The most destructive patterns are well-documented across community and official sources. These represent hard-won lessons from production teams:

  • Context bloat from MCP servers — Seven servers consumed 67,300 tokens (34% of context) before any conversation. Keep MCP tool tokens under 20k. Use MCP Tool Search (v2.1.7+), consolidate tools, prefer lite server profiles, and toggle servers with McPick between sessions.

  • Overly complex slash commands — As practitioner Shrivu Shankar notes: "If you have a long list of complex custom slash commands, you've created an anti-pattern. The entire point is to type almost whatever you want and get useful results." Put context in CLAUDE.md and let Claude orchestrate dynamically.

  • Generic AI aesthetics ("AI slop") — Distributional convergence produces Inter font, purple gradients, rounded corners, three-box-with-icons layouts. Install the frontend-design skill, specify bold aesthetic directions in prompts, and enforce distinctive typography and color systems through design tokens.

  • Skipping plan mode — Without planning, Claude modifies 14+ files, breaks existing endpoints, and conflicts with migration history. Always use Plan Mode for tasks touching more than three files.

  • Trusting without verifying — AI-generated code contains significantly more logic errors than human code. Use the Playwright screenshot loop, run automated tests, and add to CLAUDE.md: "Before completing any task, describe how you would verify the work."

  • Stale code snippets in CLAUDE.md — Inline code examples become outdated as the codebase evolves. Use file:line references to authoritative source code instead.
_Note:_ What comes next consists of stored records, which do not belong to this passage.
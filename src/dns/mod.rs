//! DNS resolution and record querying.
//!
//! This module provides async DNS operations behind a pluggable backend:
//! - [`DnsResolver`]: single, named, reverse and bulk lookups with timeouts
//! - [`DnsBackend`]: the seam between resolution logic and the wire
//! - [`HickoryBackend`]: `hickory-resolver`, system or custom name servers
//! - [`StaticBackend`]: a fixed in-memory zone
//!
//! Resolution never fails outright; every outcome is a [`ResolutionResult`].

mod backend;
mod memory;
mod resolver;
mod types;

// Re-export public API
pub use backend::{DnsBackend, HickoryBackend};
pub use memory::StaticBackend;
pub use resolver::{DnsResolver, ResolverOptions};
pub use types::{DnsQuery, DnsRecord, RecordType, ResolutionResult, ResolutionStatus};
//! CNAME module tests.

use super::*;
use crate::dns::StaticBackend;
use crate::error_handling::{ErrorType, LookupError, ProcessingStats};
use std::sync::Arc;
use std::time::Duration;

fn tracer(backend: StaticBackend) -> CnameChainTracer<StaticBackend> {
    CnameChainTracer::new(Arc::new(backend))
}

fn options(max_depth: usize) -> TraceOptions {
    TraceOptions {
        max_depth,
        timeout: Duration::from_millis(200),
        follow_to_end: true,
    }
}

fn chain_result(chain: &[&str], has_loop: bool, max_depth_reached: bool) -> CnameChainResult {
    CnameChainResult {
        chain: chain.iter().map(|s| s.to_string()).collect(),
        final_target: if has_loop { None } else { chain.last().map(|s| s.to_string()) },
        has_loop,
        max_depth_reached,
        resolution_time_ms: 10.0,
        termination: if has_loop {
            ChainTermination::LoopDetected
        } else if max_depth_reached {
            ChainTermination::MaxDepthReached
        } else {
            ChainTermination::NoAlias
        },
    }
}

#[tokio::test]
async fn test_trace_follows_chain_to_end() {
    let tracer = tracer(
        StaticBackend::new()
            .with_cname("www.example.com", "cdn.example.net")
            .with_cname("cdn.example.net", "edge.provider.com")
            .with_a("edge.provider.com", "203.0.113.7"),
    );

    let result = tracer.trace("www.example.com", &TraceOptions::default()).await;
    assert_eq!(
        result.chain,
        vec!["www.example.com", "cdn.example.net", "edge.provider.com"]
    );
    assert_eq!(result.final_target.as_deref(), Some("edge.provider.com"));
    assert!(!result.has_loop);
    assert!(!result.max_depth_reached);
    assert_eq!(result.termination, ChainTermination::NoAlias);
}

#[tokio::test]
async fn test_trace_without_alias() {
    let tracer = tracer(StaticBackend::new().with_a("example.com", "192.0.2.1"));

    let result = tracer.trace("example.com", &TraceOptions::default()).await;
    assert_eq!(result.chain, vec!["example.com"]);
    assert_eq!(result.final_target, None);
    assert_eq!(result.termination, ChainTermination::NoAlias);
}

#[tokio::test]
async fn test_trace_stops_at_max_depth() {
    let stats = Arc::new(ProcessingStats::new());
    let tracer = tracer(
        StaticBackend::new()
            .with_cname("domain1", "domain2")
            .with_cname("domain2", "domain3")
            .with_cname("domain3", "domain4")
            .with_cname("domain4", "domain5"),
    )
    .with_stats(stats.clone());

    let result = tracer.trace("domain1", &options(3)).await;
    assert_eq!(result.chain.len(), 3);
    assert!(result.max_depth_reached);
    assert_eq!(result.final_target.as_deref(), Some("domain4"));
    assert_eq!(result.termination, ChainTermination::MaxDepthReached);
    assert_eq!(stats.get_error_count(ErrorType::MaxDepthReached), 1);
}

#[tokio::test]
async fn test_trace_detects_loop() {
    let stats = Arc::new(ProcessingStats::new());
    let tracer = tracer(
        StaticBackend::new()
            .with_cname("a.example", "b.example")
            .with_cname("b.example", "a.example"),
    )
    .with_stats(stats.clone());

    let result = tracer.trace("a.example", &TraceOptions::default()).await;
    assert!(result.has_loop);
    assert_eq!(result.final_target, None);
    assert_eq!(result.chain, vec!["a.example", "b.example"]);
    assert_eq!(stats.get_error_count(ErrorType::LoopDetected), 1);
}

#[tokio::test]
async fn test_trace_detects_self_loop() {
    let tracer = tracer(StaticBackend::new().with_cname("self.example", "self.example."));

    let result = tracer.trace("self.example", &TraceOptions::default()).await;
    assert!(result.has_loop);
    assert_eq!(result.chain, vec!["self.example"]);
}

#[tokio::test]
async fn test_trace_normalizes_case_and_trailing_dot() {
    let tracer = tracer(
        StaticBackend::new()
            .with_cname("www.example.com", "CDN.Example.NET.")
            .with_a("cdn.example.net", "198.51.100.1"),
    );

    let result = tracer.trace("WWW.Example.COM.", &TraceOptions::default()).await;
    assert_eq!(result.chain, vec!["www.example.com", "cdn.example.net"]);
    assert_eq!(result.final_target.as_deref(), Some("cdn.example.net"));
}

#[tokio::test]
async fn test_trace_single_step() {
    let tracer = tracer(
        StaticBackend::new()
            .with_cname("www.example.com", "cdn.example.net")
            .with_cname("cdn.example.net", "edge.provider.com"),
    );
    let opts = TraceOptions {
        follow_to_end: false,
        ..TraceOptions::default()
    };

    let result = tracer.trace("www.example.com", &opts).await;
    assert_eq!(result.chain, vec!["www.example.com"]);
    assert_eq!(result.final_target.as_deref(), Some("cdn.example.net"));
    assert_eq!(result.termination, ChainTermination::SingleStep);
}

#[tokio::test]
async fn test_trace_dangling_alias_keeps_last_target() {
    let tracer = tracer(StaticBackend::new().with_cname("old.example.com", "gone.example.net"));

    let result = tracer.trace("old.example.com", &TraceOptions::default()).await;
    assert_eq!(result.chain, vec!["old.example.com", "gone.example.net"]);
    assert_eq!(result.final_target.as_deref(), Some("gone.example.net"));
    assert!(matches!(
        result.termination,
        ChainTermination::LookupFailed { .. }
    ));

    let validation = validate_cname_chain(&result);
    assert!(!validation.is_valid);
    assert!(validation.issues.iter().any(|i| i.contains("Dangling")));
}

#[tokio::test]
async fn test_trace_step_timeout() {
    let tracer = tracer(
        StaticBackend::new()
            .with_cname("slow.example", "target.example")
            .with_delay("slow.example", Duration::from_secs(5)),
    );

    let result = tracer.trace("slow.example", &options(10)).await;
    assert_eq!(result.termination, ChainTermination::TimedOut);
    assert_eq!(result.final_target, None);
}

#[tokio::test]
async fn test_trace_multiple_keys_by_input() {
    let tracer = tracer(
        StaticBackend::new()
            .with_cname("www.one.example", "one.example")
            .with_a("one.example", "192.0.2.1")
            .with_a("two.example", "192.0.2.2"),
    );
    let domains = vec!["WWW.One.Example".to_string(), "two.example".to_string()];

    let results = tracer
        .trace_multiple(&domains, &MultiTraceOptions::default())
        .await;
    assert_eq!(results.len(), 2);
    let first = &results["WWW.One.Example"];
    assert_eq!(first.chain, vec!["www.one.example", "one.example"]);
    let second = &results["two.example"];
    assert_eq!(second.chain, vec!["two.example"]);
    assert_eq!(second.final_target.as_deref(), Some("two.example"));
    assert_eq!(second.termination, ChainTermination::NoAlias);
}

#[tokio::test]
async fn test_trace_multiple_reports_unaliased_name_as_its_own_target() {
    let tracer = tracer(StaticBackend::new().with_a("plain.example", "192.0.2.10"));
    let domains = vec!["plain.example".to_string()];

    let results = tracer
        .trace_multiple(&domains, &MultiTraceOptions::default())
        .await;

    let plain = &results["plain.example"];
    assert_eq!(plain.chain, vec!["plain.example"]);
    assert_eq!(plain.final_target.as_deref(), Some("plain.example"));
    assert_eq!(plain.termination, ChainTermination::NoAlias);
    assert!(!plain.first_step_failed());
    assert!(plain.ended_at_start());

    // A single trace keeps the raw outcome
    let single = tracer
        .trace("plain.example", &TraceOptions::default())
        .await;
    assert_eq!(single.final_target, None);
}

#[tokio::test]
async fn test_trace_multiple_degrades_first_step_failures() {
    let tracer = tracer(
        StaticBackend::new()
            .with_cname("ok.example", "target.example")
            .with_failure(
                "broken.example",
                LookupError::Network("connection refused".into()),
            ),
    );
    let domains = vec![
        "ok.example".to_string(),
        "broken.example".to_string(),
        "missing.example".to_string(),
    ];

    let results = tracer
        .trace_multiple(&domains, &MultiTraceOptions::default())
        .await;

    let broken = &results["broken.example"];
    assert_eq!(broken.chain, vec!["broken.example"]);
    assert_eq!(broken.final_target.as_deref(), Some("broken.example"));
    assert!(matches!(
        broken.termination,
        ChainTermination::LookupFailed { .. }
    ));

    let missing = &results["missing.example"];
    assert_eq!(missing.final_target.as_deref(), Some("missing.example"));

    assert_eq!(
        results["ok.example"].final_target.as_deref(),
        Some("target.example")
    );
}

#[tokio::test]
async fn test_trace_multiple_empty() {
    let tracer = tracer(StaticBackend::new());
    assert!(tracer
        .trace_multiple(&[], &MultiTraceOptions::default())
        .await
        .is_empty());
}

#[test]
fn test_stats_empty_is_healthy() {
    let stats = get_cname_chain_stats(&[]);
    assert_eq!(stats.total_chains, 0);
    assert_eq!(stats.health_score, 100.0);
}

#[test]
fn test_stats_one_loop_in_two() {
    let results = vec![
        chain_result(&["a", "b"], true, false),
        chain_result(&["c", "d"], false, false),
    ];
    let stats = get_cname_chain_stats(&results);
    assert_eq!(stats.total_chains, 2);
    assert_eq!(stats.loop_count, 1);
    assert_eq!(stats.health_score, 75.0);
    assert_eq!(stats.average_depth, 2.0);
    assert_eq!(stats.max_depth, 2);
    assert_eq!(stats.average_resolution_time_ms, 10.0);
}

#[test]
fn test_stats_penalties_combine() {
    let long: Vec<&str> = vec!["1", "2", "3", "4", "5", "6"];
    let results = vec![
        chain_result(&long, false, false),
        chain_result(&["x", "y", "z"], false, true),
    ];
    let stats = get_cname_chain_stats(&results);
    assert_eq!(stats.long_chain_count, 1);
    assert_eq!(stats.depth_limited_count, 1);
    // 100 - 30 * 0.5 - 20 * 0.5
    assert_eq!(stats.health_score, 75.0);
    assert_eq!(stats.max_depth, 6);
}

#[test]
fn test_validate_healthy_chain() {
    let validation = validate_cname_chain(&chain_result(&["www.a.com", "a.com"], false, false));
    assert!(validation.is_valid);
    assert!(validation.issues.is_empty());
    assert!(validation.recommendations.is_empty());
}

#[test]
fn test_validate_loop_and_depth() {
    let looped = validate_cname_chain(&chain_result(&["a", "b"], true, false));
    assert!(!looped.is_valid);
    assert!(looped.issues[0].contains("loop"));

    let capped = validate_cname_chain(&chain_result(&["a", "b", "c"], false, true));
    assert!(!capped.is_valid);
    assert_eq!(capped.issues.len(), capped.recommendations.len());
}

#[test]
fn test_validate_slow_chain() {
    let mut result = chain_result(&["a"], false, false);
    result.resolution_time_ms = 2500.0;
    let validation = validate_cname_chain(&result);
    assert!(!validation.is_valid);
    assert!(validation.issues[0].contains("Slow"));
}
The jaan-to folder convention ties everything together

The jaan-to/ directory at the repo root serves as the single coordination point for all AI workflow configuration, shared across solo developers and teams:

jaan-to/
├── agent-docs/ # Progressive disclosure context
│ ├── component-patterns.md # How we build components
│ ├── design-tokens.md # Token-to-code mappings
│ ├── testing-strategy.md # Testing expectations
│ └── architecture.md # System architecture (Mermaid)
├── skills/ # Project-specific skills
│ ├── new-component/
│ │ └── SKILL.md
│ ├── design-review/
│ │ └── SKILL.md
│ └── a11y-audit/
│ └── SKILL.md
└── commands/ # Reusable slash commands
├── qa-verify.md
└── component-scaffold.md

This convention works alongside .mcp.json (MCP server configs), .claude/rules/ (path-scoped standards), .claude/settings.json (hooks), and root CLAUDE.md (entry point). The separation is deliberate: .claude/ holds Claude Code–specific configuration while jaan-to/ holds the knowledge layer that could serve any AI agent.

Conclusion: systems over prompts

The strategic insight underpinning this entire architecture is that the system, not the prompt, drives quality. When design tokens align 1:1 between Figma and CSS variables, AI output becomes deterministic. When MCP servers provide live component APIs, hallucination disappears. When hooks enforce formatting automatically, style consistency becomes guaranteed rather than hoped-for. When Storybook's autonomous correction loop runs interaction tests, the agent self-heals before a human ever reviews.

The most novel finding across this research is the emerging pattern of code execution with MCP — where agents interact with MCP servers via code rather than direct tool calls, reducing token usage from 150,000 tokens to 2,000 in Anthropic's measurements (a 98.7% savings). This suggests the current MCP architecture, while powerful, is transitional — the future likely involves even more efficient agent-tool interaction patterns.

For teams adopting this system, the recommended sequence is: start with CLAUDE.md + shadcn MCP server (immediate accuracy gains), add Storybook MCP addon (visual feedback loop), introduce Playwright MCP (visual verification), then layer in skills and hooks as patterns stabilize. Resist the temptation to configure everything at once — context efficiency demands starting minimal and adding only what demonstrates measurable improvement. The jaan-to convention provides the scaffold; the specific contents should evolve through iteration, treated like prompt engineering: test, measure, refine.